EIV - Appendice - Chapitre 30
Ces choses donc étant bonnes qui aident les parties du Corps à s’acquitter de leur office, et la Joie consistant en ce que la puissance de l’homme, en tant qu’il est composé d’une Âme et d’un Corps, est secondée ou accrue, tout ce qui donne de la Joie, est bon. L’action des choses toutefois n’a point pour fin qu’elles nous affectent de joie, et leur puissance d’agir n’est point réglée sur notre utilité ; enfin la Joie se rapporte le plus souvent de façon toute spéciale à une partie unique du Corps ; pour ces raisons (à moins que la Raison et la vigilance n’interviennent) la plupart des affections de Joie et conséquemment aussi les Désirs qui en naissent ont de l’excès ; à quoi s’ajoute que, sous l’empire d’une affection, nous donnons la première place à ce qui est présentement agréable, et ne pouvons dans l’appréciation des choses futures apporter pareil sentiment. Voir Scolie de la Proposition 44 et Scolie de la Proposition 60. [*]
Cum igitur res illæ sint bonæ quæ corporis partes juvant ut suo officio fungantur et lætitia in eo consistat quod hominis potentia quatenus mente et corpore constat, juvatur vel augetur, sunt ergo illa omnia quæ lætitiam afferunt, bona. Attamen quoniam contra non eum in finem res agunt ut nos lætitia afficiant nec earum agendi potentia ex nostra utilitate temperatur et denique quoniam lætitia plerumque ad unam corporis partem potissimum refertur, habent ergo plerumque lætitiæ affectus (nisi ratio et vigilantia adsit) et consequenter cupiditates etiam quæ ex iisdem generantur, excessum ; ad quod accedit quod ex affectu id primum habeamus quod in præsentia suave est nec futura æquali animi affectu æstimare possumus.
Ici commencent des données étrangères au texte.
//! Canonical query model.
//!
//! [`build_canonical`] turns a [`ValidatedQuery`] into an immutable
//! [`CanonicalQuery`]. Construction cannot fail: every rule has already been
//! checked, so this stage only reorders, makes defaults explicit and computes
//! the [`Fingerprint`].
#![forbid(unsafe_code)]

use std::fmt;
use std::sync::Arc;

use serde::{Serialize, Serializer};
use tracing::trace;
use xxhash_rust::xxh3::xxh3_128;

use crate::query::ast::{AggregateFunction, Consistency, Direction, JoinType, NullOrdering};
use crate::query::predicate::Predicate;
use crate::query::schema::{FieldRef, FieldSource, FieldType};
use crate::query::validate::{PageRequest, ValidatedQuery};
use crate::query::value::Value;

/// 128-bit semantic fingerprint of a canonical query.
#[derive(Clone, Copy, Debug, PartialEq, Eq, PartialOrd, Ord, Hash)]
pub struct Fingerprint(pub u128);

impl fmt::Display for Fingerprint {
    fn fmt(&self, f: &mut fmt::Formatter<'_>) -> fmt::Result {
        write!(f, "{:032x}", self.0)
    }
}

impl Serialize for Fingerprint {
    fn serialize<S: Serializer>(&self, serializer: S) -> Result<S::Ok, S::Error> {
        serializer.collect_str(self)
    }
}

/// Explicit null placement.
#[derive(Clone, Copy, Debug, PartialEq, Eq, Hash, Serialize)]
#[serde(rename_all = "snake_case")]
pub enum NullPlacement {
    /// Nulls before every value.
    First,
    /// Nulls after every value.
    Last,
}

/// Sort key with explicit null placement.
#[derive(Clone, Debug, PartialEq, Eq, Serialize)]
pub struct CanonicalSort {
    /// Sort field.
    pub field: Arc<FieldRef>,
    /// Direction.
    pub direction: Direction,
    /// Null placement.
    pub nulls: NullPlacement,
}

/// Row window requested by pagination.
#[derive(Clone, Debug, PartialEq, Eq, Serialize)]
#[serde(tag = "kind", rename_all = "snake_case")]
pub enum Window {
    /// Every row.
    Unbounded,
    /// Skip `offset` rows, return at most `limit`.
    Offset {
        /// Rows skipped.
        offset: u64,
        /// Rows returned.
        limit: u32,
    },
    /// Rows strictly after `keys` in sort order, at most `limit`.
    After {
        /// Sort-key tuple of the last row already returned.
        keys: Vec<Value>,
        /// Rows returned.
        limit: u32,
    },
}

impl Window {
    /// Row limit, if any.
    pub fn limit(&self) -> Option<u32> {
        match self {
            Window::Unbounded => None,
            Window::Offset { limit, .. } | Window::After { limit, .. } => Some(*limit),
        }
    }
}

/// Aggregate output column.
#[derive(Clone, Debug, PartialEq, Serialize)]
pub struct CanonicalAggregate {
    /// Function.
    pub function: AggregateFunction,
    /// Target field; `None` for `COUNT(*)`.
    pub field: Option<Arc<FieldRef>>,
    /// Output column name.
    pub alias: String,
    /// Percentile rank.
    pub percentile: Option<f64>,
    /// Output column type.
    pub output_type: FieldType,
}

/// Aggregation block.
#[derive(Clone, Debug, PartialEq, Serialize)]
pub struct CanonicalAggregation {
    /// Group-by fields, sorted and deduplicated.
    pub group_by: Vec<Arc<FieldRef>>,
    /// Aggregates sorted by alias.
    pub aggregates: Vec<CanonicalAggregate>,
    /// HAVING predicate.
    pub having: Option<Predicate>,
}

/// Equi-join in declaration order.
#[derive(Clone, Debug, PartialEq, Eq, Serialize)]
pub struct CanonicalJoin {
    /// Joined entity.
    pub entity: String,
    /// Alias of the joined entity.
    pub alias: String,
    /// Join flavour.
    pub join_type: JoinType,
    /// Left key.
    pub left_key: Arc<FieldRef>,
    /// Right key.
    pub right_key: Arc<FieldRef>,
}

/// Fully resolved, typed and canonically ordered query.
#[derive(Clone, Debug, PartialEq, Serialize)]
pub struct CanonicalQuery {
    /// Base entity.
    pub entity: String,
    /// Filter in negation-normal form.
    pub filter: Option<Predicate>,
    /// Included fields ordered by id; empty means every field.
    pub include: Vec<Arc<FieldRef>>,
    /// Excluded fields ordered by id.
    pub exclude: Vec<Arc<FieldRef>>,
    /// Sort keys, most significant first.
    pub sort: Vec<CanonicalSort>,
    /// Row window.
    pub window: Window,
    /// Aggregation block.
    pub aggregation: Option<CanonicalAggregation>,
    /// Joins.
    pub joins: Vec<CanonicalJoin>,
    /// Whether the total match count is requested.
    pub count_total: bool,
    /// Read consistency.
    pub consistency: Consistency,
    /// Compilation deadline; not part of the fingerprint.
    pub timeout_ms: Option<u64>,
    /// Explain flag; not part of the fingerprint.
    pub explain: bool,
    fingerprint: Fingerprint,
}

impl CanonicalQuery {
    /// Semantic fingerprint.
    pub fn fingerprint(&self) -> Fingerprint {
        self.fingerprint
    }
}

fn by_id(fields: Vec<Arc<FieldRef>>) -> Vec<Arc<FieldRef>> {
    let mut keyed: Vec<(u32, String, Arc<FieldRef>)> = fields
        .into_iter()
        .map(|f| (f.id.0, f.sort_key(), f))
        .collect();
    keyed.sort_by(|a, b| (a.0, &a.1).cmp(&(b.0, &b.1)));
    keyed.dedup_by(|a, b| a.1 == b.1);
    keyed.into_iter().map(|(_, _, f)| f).collect()
}

fn explicit_nulls(direction: Direction, nulls: NullOrdering) -> NullPlacement {
    match (nulls, direction) {
        (NullOrdering::NullsFirst, _) => NullPlacement::First,
        (NullOrdering::NullsLast, _) => NullPlacement::Last,
        (NullOrdering::Default, Direction::Asc) => NullPlacement::Last,
        (NullOrdering::Default, Direction::Desc) => NullPlacement::First,
    }
}

/// Builds the canonical model of a validated query.
pub fn build_canonical(validated: ValidatedQuery) -> CanonicalQuery {
    let (query, page, _) = validated.into_parts();

    let sort = query
        .sort
        .into_iter()
        .map(|s| CanonicalSort {
            nulls: explicit_nulls(s.direction, s.nulls),
            field: s.field,
            direction: s.direction,
        })
        .collect();

    let window = match page {
        PageRequest::Unbounded => Window::Unbounded,
        PageRequest::Page { page, page_size } => Window::Offset {
            offset: u64::from(page.saturating_sub(1)) * u64::from(page_size),
            limit: page_size,
        },
        PageRequest::After { keys, page_size } => Window::After {
            keys,
            limit: page_size,
        },
    };

    let aggregation = query.aggregation.map(|agg| {
        let mut group_by: Vec<(String, Arc<FieldRef>)> =
            agg.group_by.into_iter().map(|f| (f.sort_key(), f)).collect();
        group_by.sort_by(|a, b| a.0.cmp(&b.0));
        group_by.dedup_by(|a, b| a.0 == b.0);
        let mut aggregates: Vec<CanonicalAggregate> = agg
            .aggregates
            .into_iter()
            .map(|a| CanonicalAggregate {
                function: a.function,
                field: a.field,
                alias: a.alias,
                percentile: a.percentile,
                output_type: a.output_type,
            })
            .collect();
        aggregates.sort_by(|a, b| a.alias.cmp(&b.alias));
        CanonicalAggregation {
            group_by: group_by.into_iter().map(|(_, f)| f).collect(),
            aggregates,
            having: agg.having,
        }
    });

    let joins = query
        .joins
        .into_iter()
        .map(|j| CanonicalJoin {
            entity: j.entity,
            alias: j.alias,
            join_type: j.join_type,
            left_key: j.left_key,
            right_key: j.right_key,
        })
        .collect();

    let mut canonical = CanonicalQuery {
        entity: query.entity,
        filter: query.filter,
        include: by_id(query.include),
        exclude: by_id(query.exclude),
        sort,
        window,
        aggregation,
        joins,
        count_total: query.options.count_total,
        consistency: query.options.consistency,
        timeout_ms: query.options.timeout_ms,
        explain: query.options.explain,
        fingerprint: Fingerprint(0),
    };
    canonical.fingerprint = fingerprint(&canonical);
    trace!(
        entity = %canonical.entity,
        fingerprint = %canonical.fingerprint,
        "query.canonical.built"
    );
    canonical
}

const T_ENTITY: u8 = 0x01;
const T_FILTER: u8 = 0x02;
const T_INCLUDE: u8 = 0x03;
const T_EXCLUDE: u8 = 0x04;
const T_SORT: u8 = 0x05;
const T_WINDOW: u8 = 0x06;
const T_AGGREGATION: u8 = 0x07;
const T_JOINS: u8 = 0x08;
const T_OPTIONS: u8 = 0x09;
const T_NONE: u8 = 0x00;
const T_SOME: u8 = 0xff;

/// Length-prefixed, tagged byte encoding hashed into the fingerprint.
#[derive(Default)]
struct CanonicalBytes {
    buf: Vec<u8>,
}

impl CanonicalBytes {
    fn u8(&mut self, v: u8) {
        self.buf.push(v);
    }

    fn u64(&mut self, v: u64) {
        self.buf.extend_from_slice(&v.to_le_bytes());
    }

    fn str(&mut self, s: &str) {
        self.u64(s.len() as u64);
        self.buf.extend_from_slice(s.as_bytes());
    }

    fn field(&mut self, field: &FieldRef) {
        match &field.source {
            FieldSource::Entity => self.u8(0),
            FieldSource::Join { alias } => {
                self.u8(1);
                self.str(alias);
            }
            FieldSource::Aggregate => self.u8(2),
        }
        self.str(&field.entity);
        self.str(&field.path);
    }

    /// Encodes a field set in path order; ids are registry-local.
    fn field_set(&mut self, fields: &[Arc<FieldRef>]) {
        let mut keyed: Vec<(String, &FieldRef)> =
            fields.iter().map(|f| (f.sort_key(), f.as_ref())).collect();
        keyed.sort_by(|a, b| a.0.cmp(&b.0));
        self.u64(keyed.len() as u64);
        for (_, field) in keyed {
            self.field(field);
        }
    }

    fn value(&mut self, value: &Value) {
        let mut stack = vec![value];
        while let Some(value) = stack.pop() {
            match value {
                Value::Null => self.u8(0),
                Value::Bool(v) => {
                    self.u8(1);
                    self.u8(u8::from(*v));
                }
                Value::Int(v) => {
                    self.u8(2);
                    self.u64(*v as u64);
                }
                Value::Float(v) => {
                    self.u8(3);
                    self.u64(v.to_bits());
                }
                Value::String(v) => {
                    self.u8(4);
                    self.str(v);
                }
                Value::Timestamp(v) => {
                    self.u8(5);
                    self.u64(*v as u64);
                }
                Value::List(items) => {
                    self.u8(6);
                    self.u64(items.len() as u64);
                    stack.extend(items.iter().rev());
                }
            }
        }
    }

    fn predicate(&mut self, pred: &Predicate) {
        let mut stack = vec![pred];
        while let Some(node) = stack.pop() {
            match node {
                Predicate::Condition(cond) | Predicate::Not(cond) => {
                    self.u8(if matches!(node, Predicate::Not(_)) { 2 } else { 1 });
                    self.field(&cond.field);
                    self.str(cond.operator.as_str());
                    self.u8(u8::from(cond.case_sensitive));
                    self.u64(cond.operands.len() as u64);
                    for operand in &cond.operands {
                        self.value(operand);
                    }
                }
                Predicate::And(children) | Predicate::Or(children) => {
                    self.u8(if matches!(node, Predicate::And(_)) { 3 } else { 4 });
                    self.u64(children.len() as u64);
                    stack.extend(children.iter().rev());
                }
            }
        }
    }

    fn optional_predicate(&mut self, pred: Option<&Predicate>) {
        match pred {
            Some(pred) => {
                self.u8(T_SOME);
                self.predicate(pred);
            }
            None => self.u8(T_NONE),
        }
    }
}

fn fingerprint(query: &CanonicalQuery) -> Fingerprint {
    let mut out = CanonicalBytes::default();
    out.u8(T_ENTITY);
    out.str(&query.entity);

    out.u8(T_FILTER);
    out.optional_predicate(query.filter.as_ref());

    out.u8(T_INCLUDE);
    out.field_set(&query.include);
    out.u8(T_EXCLUDE);
    out.field_set(&query.exclude);

    out.u8(T_SORT);
    out.u64(query.sort.len() as u64);
    for sort in &query.sort {
        out.field(&sort.field);
        out.u8(match sort.direction {
            Direction::Asc => 0,
            Direction::Desc => 1,
        });
        out.u8(match sort.nulls {
            NullPlacement::First => 0,
            NullPlacement::Last => 1,
        });
    }

    out.u8(T_WINDOW);
    match &query.window {
        Window::Unbounded => out.u8(0),
        Window::Offset { offset, limit } => {
            out.u8(1);
            out.u64(*offset);
            out.u64(u64::from(*limit));
        }
        Window::After { keys, limit } => {
            out.u8(2);
            out.u64(keys.len() as u64);
            for key in keys {
                out.value(key);
            }
            out.u64(u64::from(*limit));
        }
    }

    out.u8(T_AGGREGATION);
    match &query.aggregation {
        None => out.u8(T_NONE),
        Some(agg) => {
            out.u8(T_SOME);
            out.field_set(&agg.group_by);
            out.u64(agg.aggregates.len() as u64);
            for a in &agg.aggregates {
                out.str(a.function.as_str());
                match &a.field {
                    Some(field) => {
                        out.u8(T_SOME);
                        out.field(field);
                    }
                    None => out.u8(T_NONE),
                }
                out.str(&a.alias);
                match a.percentile {
                    Some(rank) => {
                        out.u8(T_SOME);
                        out.u64(rank.to_bits());
                    }
                    None => out.u8(T_NONE),
                }
            }
            out.optional_predicate(agg.having.as_ref());
        }
    }

    out.u8(T_JOINS);
    out.u64(query.joins.len() as u64);
    for join in &query.joins {
        out.str(&join.entity);
        out.str(&join.alias);
        out.str(join.join_type.as_str());
        out.field(&join.left_key);
        out.field(&join.right_key);
    }

    out.u8(T_OPTIONS);
    out.u8(u8::from(query.count_total));
    out.u8(match query.consistency {
        Consistency::Eventual => 0,
        Consistency::Strong => 1,
        Consistency::Linearizable => 2,
    });

    Fingerprint(xxh3_128(&out.buf))
}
Vide scholium propositionis 44 et scholium propositionis 60 partis IV.
[*] (Saisset :) Puisqu’il est certain que toutes les choses qui aident les parties de notre corps à s’acquitter de leurs fonctions sont de bonnes choses, et que la joie consiste en ce que la puissance de l’homme, en tant que l’homme se compose d’une âme et d’un corps, est favorisée ou augmentée, il s’ensuit que tout ce qui produit en nous la joie est bon. Cependant l’action des êtres de la nature n’a point pour fin de nous donner de la joie, et leur puissance d’agir ne se règle point sur notre utilité : comme en outre la joie se rapporte le plus souvent d’une manière particulière à une partie déterminée de notre corps, il en résulte que si la raison et la prudence n’interviennent pas, les sentiments de joie tombent dans l’excès, et il en est de même du désir que ces sentiments font naître. Ajoutez à cela que le premier bien pour nos passions c’est le bien du moment, et que notre âme ne peut être touchée d’une impression égale par la prévision de l’avenir (voyez le Scol. de la Propos. 44, et le Scol. de la Propos. 60).